FIG. 1 shows an embodiment of a fluid control valve according to the present invention. The fluid control valve 1 is a normally closed fluid control valve that maintains a valve closed state when not operated. The fluid control valve 1 controls a flow of a fluid such as a gas or a chemical solution, and operates the valve mechanism 2. It has a cylinder operation unit 3 and a control unit 80 that controls the cylinder operation unit 3. The valve mechanism 2 includes a fluid input port 5,
An output port 6, flow paths 5a and 6a communicating these ports 5 and 6, a valve chamber 7 in which these flow paths 5a and 6a are opened, and a valve surrounding the opening of one flow path 5a in the valve chamber 7 A valve body 4 having a seat 8 and a valve body 9 for opening and closing the valve seat 8 are provided.
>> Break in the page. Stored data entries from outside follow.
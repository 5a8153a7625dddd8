//! 新闻过滤
//!
//! 判断某个货币对在时间点附近是否有相关新闻

use tokio::sync::Mutex;

use crate::domain::{EconomicEvent, Volatility};
use crate::error::{AppError, AppResult};
use crate::infrastructure::repositories::NewsRepository;
use crate::services::news_cache::NewsCache;

/// 货币对名称中需要去掉的经纪商前缀
pub const BROKER_PREFIXES: [&str; 1] = ["frx"];

const PAIR_NAME_LEN: usize = 6;

/// 过滤结果
#[derive(Debug, Clone, Copy, PartialEq, Eq)]
pub enum FilterState {
    NewsFound,
    NoNews,
}

/// 拆分货币对，如 `frxEURUSD` -> (EUR, USD)
///
/// 去掉非字母字符和经纪商前缀后转大写，结果必须正好 6 个字母
pub fn split_pair(pair_name: &str) -> AppResult<(String, String)> {
    let mut name: String = pair_name.chars().filter(|c| c.is_ascii_alphabetic()).collect();
    for prefix in BROKER_PREFIXES {
        name = name.replace(prefix, "");
    }
    let name = name.to_ascii_uppercase();
    if name.len() != PAIR_NAME_LEN {
        return Err(AppError::InvalidParameter(format!(
            "cannot split pair name '{}'",
            pair_name
        )));
    }
    Ok((name[..3].to_string(), name[3..].to_string()))
}

/// 关注的波动性等级
#[derive(Debug, Clone, Copy, PartialEq, Eq, Default)]
pub struct VolatilitySelection {
    pub low: bool,
    pub moderate: bool,
    pub high: bool,
    /// 出现未选中等级的新闻时直接判定为没有新闻
    pub only_selected: bool,
}

impl VolatilitySelection {
    pub fn new(low: bool, moderate: bool, high: bool) -> Self {
        Self {
            low,
            moderate,
            high,
            only_selected: false,
        }
    }

    pub fn only_selected(mut self, only_selected: bool) -> Self {
        self.only_selected = only_selected;
        self
    }

    pub fn contains(&self, volatility: Volatility) -> bool {
        match volatility {
            Volatility::Low => self.low,
            Volatility::Moderate => self.moderate,
            Volatility::High => self.high,
            Volatility::Unset => false,
        }
    }
}

/// 阈值模式：任意匹配货币的新闻波动性不低于阈值即为有新闻
pub fn match_threshold(events: &[EconomicEvent], currencies: &(String, String), min: Volatility) -> FilterState {
    let found = events
        .iter()
        .any(|e| is_pair_currency(e, currencies) && e.volatility >= min);
    if found {
        FilterState::NewsFound
    } else {
        FilterState::NoNews
    }
}

/// 选择模式：未识别等级的新闻忽略
pub fn match_selection(
    events: &[EconomicEvent],
    currencies: &(String, String),
    selection: VolatilitySelection,
) -> FilterState {
    let mut state = FilterState::NoNews;
    for event in events.iter().filter(|e| is_pair_currency(e, currencies)) {
        if !event.volatility.is_set() {
            continue;
        }
        if selection.contains(event.volatility) {
            state = FilterState::NewsFound;
        } else if selection.only_selected {
            return FilterState::NoNews;
        }
    }
    state
}

fn is_pair_currency(event: &EconomicEvent, currencies: &(String, String)) -> bool {
    event.matches_currency(&currencies.0) || event.matches_currency(&currencies.1)
}

/// 查询 + 过滤，内部持有滑动窗口缓存
pub struct NewsFilter {
    cache: Mutex<NewsCache>,
}

impl NewsFilter {
    pub fn new(repo: NewsRepository) -> Self {
        Self::with_cache(NewsCache::new(repo))
    }

    pub fn with_cache(cache: NewsCache) -> Self {
        Self {
            cache: Mutex::new(cache),
        }
    }

    pub async fn set_indent(&self, past_days: u32, future_days: u32) {
        self.cache.lock().await.set_indent(past_days, future_days);
    }

    pub async fn reload_count(&self) -> usize {
        self.cache.lock().await.reload_count()
    }

    /// 窗口内的新闻，没有数据时返回空列表
    async fn events_near(&self, timestamp: i64, past: i64, future: i64) -> AppResult<Vec<EconomicEvent>> {
        let mut cache = self.cache.lock().await;
        match cache.query(timestamp, past, future).await {
            Ok(events) => Ok(events),
            Err(AppError::NoData) => Ok(Vec::new()),
            Err(e) => Err(e),
        }
    }

    /// 阈值模式
    pub async fn filter_threshold(
        &self,
        pair_name: &str,
        timestamp: i64,
        past: i64,
        future: i64,
        min_volatility: Volatility,
    ) -> AppResult<FilterState> {
        let currencies = split_pair(pair_name)?;
        let events = self.events_near(timestamp, past, future).await?;
        Ok(match_threshold(&events, &currencies, min_volatility))
    }

    /// 选择模式
    pub async fn filter(
        &self,
        pair_name: &str,
        timestamp: i64,
        past: i64,
        future: i64,
        selection: VolatilitySelection,
    ) -> AppResult<FilterState> {
        let currencies = split_pair(pair_name)?;
        let events = self.events_near(timestamp, past, future).await?;
        Ok(match_selection(&events, &currencies, selection))
    }

    /// 在 [range.0, range.1] 内按 `step` 秒扫描，返回第一个有新闻的时间点
    ///
    /// 参数或存储错误直接返回，不当作没有新闻
    pub async fn scan_first(
        &self,
        pair_name: &str,
        range: (i64, i64),
        step: i64,
        past: i64,
        future: i64,
        selection: VolatilitySelection,
    ) -> AppResult<Option<i64>> {
        if step <= 0 {
            return Err(AppError::InvalidParameter(format!(
                "scan step must be positive, got {}",
                step
            )));
        }
        let (from, to) = range;
        let mut t = from;
        while t <= to {
            if self.filter(pair_name, t, past, future, selection).await? == FilterState::NewsFound {
                return Ok(Some(t));
            }
            t = match t.checked_add(step) {
                Some(next) => next,
                None => break,
            };
        }
        Ok(None)
    }

    /// 选择模式下是否有新闻，任何错误都视为没有
    pub async fn is_news(
        &self,
        pair_name: &str,
        timestamp: i64,
        past: i64,
        future: i64,
        selection: VolatilitySelection,
    ) -> bool {
        matches!(
            self.filter(pair_name, timestamp, past, future, selection).await,
            Ok(FilterState::NewsFound)
        )
    }
}
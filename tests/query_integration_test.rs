//! 查询流程集成测试：存储门面 → 滑动窗口缓存 → 过滤

use std::sync::Arc;

use approx::assert_relative_eq;
use tempfile::tempdir;

use forex_news::domain::{EconomicEvent, Volatility};
use forex_news::error::AppError;
use forex_news::infrastructure::repositories::{InMemoryShardStore, NewsRepository, SqliteShardStore};
use forex_news::services::{FilterState, NewsCache, NewsFilter, NewsStats, VolatilitySelection};
use forex_news::time_util::{SECONDS_IN_DAY, SECONDS_IN_HOUR};

// 2019-11-18 00:00:00 UTC
const DAY: i64 = 1574035200;

fn news(name: &str, currency: &str, volatility: Volatility, timestamp: i64) -> EconomicEvent {
    EconomicEvent::new(name, currency, "", volatility, timestamp).with_values(Some(0.1), Some(0.2), None)
}

async fn seeded_repo() -> (NewsRepository, InMemoryShardStore) {
    let store = InMemoryShardStore::new();
    let repo = NewsRepository::new(Arc::new(store.clone()));
    repo.write_news(
        &[
            news("German PPI", "EUR", Volatility::Low, DAY + 7 * SECONDS_IN_HOUR),
            news("Fed Chair Speaks", "USD", Volatility::High, DAY + 14 * SECONDS_IN_HOUR),
            news("BoJ Minutes", "JPY", Volatility::High, DAY + 16 * SECONDS_IN_HOUR),
        ],
        DAY,
    )
    .await
    .unwrap();
    let next = DAY + SECONDS_IN_DAY;
    repo.write_news(
        &[news("ECB Speech", "EUR", Volatility::Moderate, next + 9 * SECONDS_IN_HOUR)],
        next,
    )
    .await
    .unwrap();
    (repo, store)
}

#[tokio::test]
async fn test_eurusd_high_threshold_window() {
    let (repo, _) = seeded_repo().await;
    let filter = NewsFilter::new(repo);
    let fed = DAY + 14 * SECONDS_IN_HOUR;

    for (t, expected) in [
        (fed, FilterState::NewsFound),
        (fed - 1800, FilterState::NewsFound),
        (fed + 1800, FilterState::NewsFound),
        (fed - 1801, FilterState::NoNews),
        (fed + 1801, FilterState::NoNews),
        // 只有 JPY 高波动新闻
        (DAY + 16 * SECONDS_IN_HOUR, FilterState::NoNews),
        // EUR 低波动新闻不满足阈值
        (DAY + 7 * SECONDS_IN_HOUR, FilterState::NoNews),
    ] {
        let state = filter
            .filter_threshold("EURUSD", t, 1800, 1800, Volatility::High)
            .await
            .unwrap();
        assert_eq!(state, expected, "t = {}", t);
    }
}

#[tokio::test]
async fn test_invalid_pair_is_surfaced() {
    let (repo, _) = seeded_repo().await;
    let filter = NewsFilter::new(repo);
    let result = filter
        .filter_threshold("EU", DAY, 1800, 1800, Volatility::Low)
        .await;
    assert!(matches!(result, Err(AppError::InvalidParameter(_))));

    let state = filter
        .filter_threshold("frxEURUSD", DAY + 7 * SECONDS_IN_HOUR, 60, 60, Volatility::Low)
        .await
        .unwrap();
    assert_eq!(state, FilterState::NewsFound);
}

#[tokio::test]
async fn test_only_selected_rejects_other_severity() {
    let store = InMemoryShardStore::new();
    let repo = NewsRepository::new(Arc::new(store));
    let t = DAY + 12 * SECONDS_IN_HOUR;
    repo.write_news(
        &[
            news("Claims", "USD", Volatility::Low, t - 600),
            news("CPI", "USD", Volatility::High, t + 600),
        ],
        DAY,
    )
    .await
    .unwrap();
    let filter = NewsFilter::new(repo);

    let moderate_only = VolatilitySelection::new(false, true, false).only_selected(true);
    assert_eq!(
        filter.filter("EURUSD", t, 1800, 1800, moderate_only).await.unwrap(),
        FilterState::NoNews
    );

    let high = VolatilitySelection::new(false, false, true);
    assert!(filter.is_news("EURUSD", t, 1800, 1800, high).await);
    assert!(!filter.is_news("EURUSD", t, 1800, 1800, high.only_selected(true)).await);
    assert!(!filter.is_news("EU", t, 1800, 1800, high).await);
}

#[tokio::test]
async fn test_no_stored_data_is_not_found() {
    let filter = NewsFilter::new(NewsRepository::new(Arc::new(InMemoryShardStore::new())));
    let selection = VolatilitySelection::new(true, true, true);
    assert_eq!(
        filter.filter("EURUSD", DAY, 1800, 1800, selection).await.unwrap(),
        FilterState::NoNews
    );
}

#[tokio::test]
async fn test_sliding_window_reloads() {
    let (repo, store) = seeded_repo().await;
    let mut cache = NewsCache::new(repo);

    let first = cache.query(DAY + 14 * SECONDS_IN_HOUR, 3600, 3600).await.unwrap();
    assert_eq!(first.len(), 1);
    let reads = store.read_count();

    // 同一天内重叠的窗口命中缓存
    let again = cache.query(DAY + 15 * SECONDS_IN_HOUR, 3600, 3600).await.unwrap();
    assert_eq!(again.len(), 2);
    assert_eq!(cache.reload_count(), 1);
    assert_eq!(store.read_count(), reads);

    // 第二天触发一次重载
    let next = DAY + SECONDS_IN_DAY;
    let found = cache.query(next + 9 * SECONDS_IN_HOUR, 60, 60).await.unwrap();
    assert_eq!(found[0].name, "ECB Speech");
    assert_eq!(cache.reload_count(), 2);
    assert_eq!(cache.window(), Some((next, next)));
}

#[tokio::test]
async fn test_filter_reuses_cache_across_calls() {
    let (repo, _) = seeded_repo().await;
    let filter = NewsFilter::new(repo);
    let selection = VolatilitySelection::new(true, true, true);
    for minute in 0..120 {
        let t = DAY + 13 * SECONDS_IN_HOUR + minute * 60;
        filter.filter("EURUSD", t, 1200, 1200, selection).await.unwrap();
    }
    assert_eq!(filter.reload_count().await, 1);
}

#[tokio::test]
async fn test_sqlite_round_trip_keeps_presence_flags() {
    let dir = tempdir().unwrap();
    let db_path = dir.path().join("storage").join("forexprostools-news.db");
    let events = vec![
        EconomicEvent::new("Trade Balance", "AUD", "Australia", Volatility::Moderate, DAY + 1800)
            .with_values(Some(-1.25), None, Some(0.0)),
        EconomicEvent::new("Holiday", "NZD", "New Zealand", Volatility::Unset, DAY + 3600),
    ];

    {
        let store = SqliteShardStore::open(&db_path).unwrap();
        let repo = NewsRepository::new(Arc::new(store));
        repo.write_news(&events, DAY + 5).await.unwrap();
        repo.save().await.unwrap();
    }

    let repo = NewsRepository::new(Arc::new(SqliteShardStore::open(&db_path).unwrap()));
    let loaded = repo.read_news(DAY).await.unwrap().unwrap();
    assert_eq!(loaded, events);
    assert_relative_eq!(loaded[0].previous.unwrap(), -1.25);
    assert_eq!(loaded[0].actual, None);
    assert_eq!(loaded[0].forecast, Some(0.0));
    assert_eq!(loaded[1].volatility, Volatility::Unset);
    assert_eq!(repo.min_max_timestamp().await.unwrap(), Some((DAY, DAY)));

    let names = NewsStats::unique_names(&repo).await.unwrap();
    assert_eq!(names.len(), 2);
}
//! 按天回填服务
//!
//! 逐日请求数据源，解析后写入分片存储。
//! 单个状态机驱动：Fetching → (RecordingFailure) → Advancing → ... → Terminated。
//! 连续失败次数超过阈值时提前终止，已写入的分片保持不变。

use std::sync::Arc;
use std::time::Duration;

use serde::{Deserialize, Serialize};
use tracing::{debug, error, info, warn};

use crate::domain::{EconomicEvent, NewsFetcher};
use crate::error::{AppError, AppResult};
use crate::infrastructure::repositories::NewsRepository;
use crate::parser;
use crate::time_util::{self, SECONDS_IN_DAY};

/// 连续失败阈值
pub const DEFAULT_FAILURE_THRESHOLD: u32 = 30;

/// 遍历方向
#[derive(Debug, Clone, Copy, PartialEq, Eq, Default, Serialize, Deserialize)]
#[serde(rename_all = "lowercase")]
pub enum WalkDirection {
    /// 从 range_start 所在日走到 range_end 所在日
    #[default]
    Forward,
    /// 从 range_end 所在日走回 range_start 所在日
    Backward,
}

#[derive(Debug, Clone)]
pub struct BackfillConfig {
    pub failure_threshold: u32,
    /// 跳过休息日，不发请求
    pub skip_day_off: bool,
    pub direction: WalkDirection,
    /// 单日请求超时，超时计一次失败
    pub fetch_timeout: Duration,
    /// 早于该时间所在日的日期如果已有分片则不再请求；
    /// 该日及之后总是重新下载。None 表示所有已有分片都跳过
    pub skip_existing_before: Option<i64>,
}

impl Default for BackfillConfig {
    fn default() -> Self {
        Self {
            failure_threshold: DEFAULT_FAILURE_THRESHOLD,
            skip_day_off: false,
            direction: WalkDirection::Forward,
            fetch_timeout: Duration::from_secs(75),
            skip_existing_before: None,
        }
    }
}

/// 状态机状态
#[derive(Debug)]
pub enum BackfillState {
    Fetching { day: i64 },
    /// error 为 None 表示请求成功但当天没有新闻
    RecordingFailure { day: i64, error: Option<AppError> },
    Advancing { day: i64 },
    Terminated(BackfillStop),
}

#[derive(Debug, Clone, Copy, PartialEq, Eq)]
pub enum BackfillStop {
    /// 走完整个范围
    Exhausted,
    /// 连续失败超过阈值
    FailureThreshold,
}

/// 连续失败计数
#[derive(Debug)]
pub struct FailureTracker {
    threshold: u32,
    consecutive: u32,
    last_error: Option<AppError>,
}

impl FailureTracker {
    pub fn new(threshold: u32) -> Self {
        Self {
            threshold,
            consecutive: 0,
            last_error: None,
        }
    }

    /// 记录一次失败，返回是否已超过阈值
    pub fn record_failure(&mut self, error: Option<AppError>) -> bool {
        self.consecutive += 1;
        if error.is_some() {
            self.last_error = error;
        }
        self.consecutive > self.threshold
    }

    pub fn record_success(&mut self) {
        self.consecutive = 0;
    }

    pub fn consecutive(&self) -> u32 {
        self.consecutive
    }

    pub fn last_error(&self) -> Option<&AppError> {
        self.last_error.as_ref()
    }

    fn take_last_error(&mut self) -> Option<AppError> {
        self.last_error.take()
    }
}

/// 回填统计
#[derive(Debug, Clone, Default, PartialEq, Eq)]
pub struct BackfillReport {
    /// 本次下载并写入的天数
    pub days_written: usize,
    /// 已有分片而跳过的天数
    pub days_existing: usize,
    /// 跳过的休息日
    pub days_off_skipped: usize,
    /// 休息日请求成功但没有新闻
    pub days_empty: usize,
    /// 计入失败的天数
    pub days_failed: usize,
    pub events_written: usize,
}

impl BackfillReport {
    /// 有数据的天数（新写入 + 已存在）
    pub fn days_with_data(&self) -> usize {
        self.days_written + self.days_existing
    }
}

/// 按方向逐日移动的游标
#[derive(Debug, Clone, Copy)]
struct DayCursor {
    first_day: i64,
    last_day: i64,
    direction: WalkDirection,
}

impl DayCursor {
    fn new(range_start: i64, range_end: i64, direction: WalkDirection) -> Self {
        Self {
            first_day: time_util::start_of_day(range_start),
            last_day: time_util::start_of_day(range_end),
            direction,
        }
    }

    fn initial(&self) -> i64 {
        match self.direction {
            WalkDirection::Forward => self.first_day,
            WalkDirection::Backward => self.last_day,
        }
    }

    fn next(&self, day: i64) -> Option<i64> {
        match self.direction {
            WalkDirection::Forward => {
                let next = day + SECONDS_IN_DAY;
                (next <= self.last_day).then_some(next)
            }
            WalkDirection::Backward => {
                let next = day - SECONDS_IN_DAY;
                (next >= self.first_day).then_some(next)
            }
        }
    }
}

pub struct BackfillService {
    fetcher: Arc<dyn NewsFetcher>,
    repo: NewsRepository,
    config: BackfillConfig,
}

impl BackfillService {
    pub fn new(fetcher: Arc<dyn NewsFetcher>, repo: NewsRepository, config: BackfillConfig) -> Self {
        Self {
            fetcher,
            repo,
            config,
        }
    }

    pub fn config(&self) -> &BackfillConfig {
        &self.config
    }

    /// 回填 [range_start, range_end] 覆盖的所有日期
    ///
    /// 每写入一天调用一次 `on_day(events, day_start)`。
    /// 结果：有数据的天数 > 0 且正常走完返回统计；连续失败超过阈值返回
    /// `NotAllDataDownloaded`；没有任何数据时返回最后一次请求错误，没有错误则返回 `NoData`。
    /// 存储错误直接返回。
    pub async fn run<F>(&self, range_start: i64, range_end: i64, mut on_day: F) -> AppResult<BackfillReport>
    where
        F: FnMut(&[EconomicEvent], i64) + Send,
    {
        if range_start > range_end {
            return Err(AppError::InvalidParameter(format!(
                "range start {} is after range end {}",
                range_start, range_end
            )));
        }

        let cursor = DayCursor::new(range_start, range_end, self.config.direction);
        let mut tracker = FailureTracker::new(self.config.failure_threshold);
        let mut report = BackfillReport::default();

        info!(
            "📥 开始回填: {} - {}, direction={:?}, skip_day_off={}",
            time_util::format_date(cursor.first_day),
            time_util::format_date(cursor.last_day),
            self.config.direction,
            self.config.skip_day_off
        );

        let mut state = BackfillState::Fetching {
            day: cursor.initial(),
        };
        loop {
            state = match state {
                BackfillState::Fetching { day } => {
                    self.visit_day(day, &mut tracker, &mut report, &mut on_day)
                        .await?
                }
                BackfillState::RecordingFailure { day, error } => {
                    report.days_failed += 1;
                    if tracker.record_failure(error) {
                        error!(
                            "❌ 连续 {} 天下载失败，停止回填: {}",
                            tracker.consecutive(),
                            time_util::format_date(day)
                        );
                        BackfillState::Terminated(BackfillStop::FailureThreshold)
                    } else {
                        BackfillState::Advancing { day }
                    }
                }
                BackfillState::Advancing { day } => match cursor.next(day) {
                    Some(next) => BackfillState::Fetching { day: next },
                    None => BackfillState::Terminated(BackfillStop::Exhausted),
                },
                BackfillState::Terminated(stop) => return Self::finish(stop, tracker, report),
            };
        }
    }

    async fn visit_day<F>(
        &self,
        day: i64,
        tracker: &mut FailureTracker,
        report: &mut BackfillReport,
        on_day: &mut F,
    ) -> AppResult<BackfillState>
    where
        F: FnMut(&[EconomicEvent], i64) + Send,
    {
        if self.config.skip_day_off && time_util::is_day_off(day) {
            report.days_off_skipped += 1;
            return Ok(BackfillState::Advancing { day });
        }

        if self.should_skip_existing(day) && self.repo.contains_day(day).await? {
            debug!("已有数据，跳过: {}", time_util::format_date(day));
            report.days_existing += 1;
            return Ok(BackfillState::Advancing { day });
        }

        let events = match self.fetch_day(day).await {
            Ok(events) => events,
            Err(e) if e.is_recoverable() => {
                warn!("⚠️ 下载失败 {}: {}", time_util::format_date(day), e);
                return Ok(BackfillState::RecordingFailure {
                    day,
                    error: Some(e),
                });
            }
            Err(e) => return Err(e),
        };

        if events.is_empty() {
            if time_util::is_day_off(day) {
                debug!("休息日无新闻: {}", time_util::format_date(day));
                report.days_empty += 1;
                return Ok(BackfillState::Advancing { day });
            }
            warn!("⚠️ 没有新闻: {}", time_util::format_date(day));
            return Ok(BackfillState::RecordingFailure { day, error: None });
        }

        self.repo.write_news(&events, day).await?;
        self.repo.save().await?;
        on_day(&events, day);
        tracker.record_success();

        report.days_written += 1;
        report.events_written += events.len();
        info!(
            "已下载 {}: {} 条新闻",
            time_util::format_date(day),
            events.len()
        );
        Ok(BackfillState::Advancing { day })
    }

    fn should_skip_existing(&self, day: i64) -> bool {
        match self.config.skip_existing_before {
            Some(boundary) => day < time_util::start_of_day(boundary),
            None => true,
        }
    }

    /// 请求并解析一整天 [day, day + 86399]
    async fn fetch_day(&self, day: i64) -> AppResult<Vec<EconomicEvent>> {
        let day_end = day + SECONDS_IN_DAY - 1;
        let raw = tokio::time::timeout(self.config.fetch_timeout, self.fetcher.fetch(day, day_end))
            .await
            .map_err(|_| AppError::Timeout(self.config.fetch_timeout.as_secs()))??;
        parser::parse_response(&raw)
    }

    fn finish(
        stop: BackfillStop,
        mut tracker: FailureTracker,
        report: BackfillReport,
    ) -> AppResult<BackfillReport> {
        info!(
            "回填结束: {:?}, written={}, existing={}, failed={}, events={}",
            stop,
            report.days_written,
            report.days_existing,
            report.days_failed,
            report.events_written
        );

        match stop {
            BackfillStop::FailureThreshold => Err(AppError::NotAllDataDownloaded {
                days_with_data: report.days_with_data(),
                last_error: tracker
                    .take_last_error()
                    .map(|e| e.to_string())
                    .unwrap_or_else(|| "empty responses".to_string()),
            }),
            BackfillStop::Exhausted if report.days_with_data() > 0 => Ok(report),
            BackfillStop::Exhausted => Err(tracker.take_last_error().unwrap_or(AppError::NoData)),
        }
    }
}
The cylinder operating section 3 includes a cylinder tube 30 connected to the valve body 4 so as to be coaxial with the valve stem 10 of the valve body 9, and the interior of the cylinder tube main body 30 formed of two piston chambers 33. , 34, and a partition 35 slidably penetrates the center of the partition 35, and the tip extends to a position close to the valve 9 in the valve body 4 to open and close the valve 9 by moving forward and backward. A valve stem 10 to be
A valve spring 11 for urging the valve rod 10 in the valve closing direction; and a valve spring 10 slidably disposed in each of the piston chambers 33 and 34 to oppose the urging force of the valve spring 11. Pistons 36 and 37 for driving the pistons in the valve opening direction, and pressure chambers 33 respectively formed on the pressure receiving surface side of each piston 36 and 37.
a, 34a, two operation ports 41, 42 for supplying and discharging pressure fluid to and from the pressure chambers 33a, 34a, and passages 43, 44 connecting the operation ports 41, 42 to the pressure chambers 33a, 34a. And

More specifically, the cylinder tube 30 has a space in which the upper part is opened and the lower part is closed, and the space is divided into two parts, an upper piston chamber 33 and a lower piston chamber 34 by a partition wall 35. While being partitioned,
A cylinder tube main body 31 having two operation ports 41 and 42 and passages 43 and 44, and a connection tube 3 for connecting the cylinder tube main body 31 to the valve body 4;
The connection tube 32 houses a valve stem 10 protruding from the cylinder tube main body 31 and a valve spring 11 for urging the valve stem 10 in the valve closing direction. The valve body 4 has a hollow cylindrical portion 4a surrounding the valve chamber 7.
The lower part of the diaphragm holder 16 and the connecting tube 32 is housed in the hollow cylindrical part 4a, and the inner diameter of the hollow cylindrical part 4a is the outer diameter of the connecting tube 32 and the outer part of the diaphragm holder 16. Diaphragm retainer 16 has a hole in which a hollow cylindrical valve holder 13 is slidably inserted at the center thereof, and has an annular groove 16a for accommodating a valve spring 17 on its upper surface. .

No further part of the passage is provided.